Required work: The string "neighbour" appears in some lines of the data. Report how many, with no other words.

┄┄┄┄┄┄┄┄┄┄┄┄┄┄┄┄┄┄┄┄

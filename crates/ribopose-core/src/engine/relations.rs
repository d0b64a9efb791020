//! Fixed rigid-body relationships between paired or consecutive residues.
//!
//! Derived from idealized A-form RNA geometry; consumed by the placement
//! generators, never computed at run time.

use std::sync::LazyLock;

use crate::core::geometry::Transform;

/// Watson-Crick pairing: half-turn about an in-plane axis plus the
/// cross-strand displacement.
pub(crate) static WC: LazyLock<Transform> = LazyLock::new(|| {
    Transform::from_coefficients(
        -1.0, -1.0166823084556566e-16, -6.827275198314002e-17,
        1.0166823084556566e-16, -0.3784113006312989, -0.9256375573379296,
        6.827275198314002e-17, -0.9256375573379296, 0.37841130063129924,
        -0.012, 5.101, 8.636,
    )
});

/// Watson-Crick pairing, Dumas parameterization: the flip axis is
/// tilted slightly out of the base plane.
pub(crate) static WC_DUMAS: LazyLock<Transform> = LazyLock::new(|| {
    Transform::from_coefficients(
        -0.9983260484949437, 0.0002751088212454636, -0.05783619292111124,
        0.052852783437754514, -0.4017631141266126, -0.914217142373828,
        -0.02348795817761404, -0.9157435909917268, 0.4010760418900927,
        0.041, 6.788, 6.151,
    )
});

/// One helical step towards the 5' neighbour.
pub(crate) static HELIX5P: LazyLock<Transform> = LazyLock::new(|| {
    Transform::from_coefficients(
        0.9658205621038352, -0.11357598078318658, -0.23300458881011146,
        0.24164520908736054, 0.7197819220661911, 0.6507853544693715,
        0.09379890587079195, -0.6848463194438857, 0.7226252721858027,
        1.4232397147394145, 3.2537971145171802, -2.2058460070638315,
    )
});

/// One helical step towards the 3' neighbour. Close to, but not
/// exactly, the inverse of [`HELIX5P`].
pub(crate) static HELIX3P: LazyLock<Transform> = LazyLock::new(|| {
    Transform::from_coefficients(
        0.9673901446260644, 0.2400134666845835, 0.0809311058271821,
        -0.11207509604347916, 0.6921462915976836, -0.7130025833574652,
        -0.22714638655987274, 0.6806813107744495, 0.6964750334614803,
        -0.49321613731342584, -2.570131107916413, 3.974269285594116,
    )
});

/// Non-helical stacking offset chained onto a 5' helical step.
pub(crate) static STACKED5P: LazyLock<Transform> = LazyLock::new(|| {
    Transform::from_coefficients(
        0.9894368804507608, -0.08409350181274411, -0.11808023779082089,
        0.13161812799672806, 0.862513737838656, 0.488617151174851,
        0.060756299973778065, -0.49899732964461857, 0.864471131398288,
        0.15493890771805452, 1.2480929250955293, -1.4511448957320643,
    )
});

/// Non-helical stacking offset chained onto a 3' helical step.
pub(crate) static STACKED3P: LazyLock<Transform> = LazyLock::new(|| {
    Transform::from_coefficients(
        0.9847850727982393, 0.15065290411927826, 0.08661444956930504,
        -0.07872319192870034, 0.8311036690321499, -0.5505173479317937,
        -0.15492262406221738, 0.5353227006224621, 0.8303183646963077,
        -0.6691505040174981, -2.8137583665922543, 2.4751052327158023,
    )
});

┄┄┄┄┄┄┄┄┄┄┄┄┄┄┄┄┄┄┄┄

Result: 2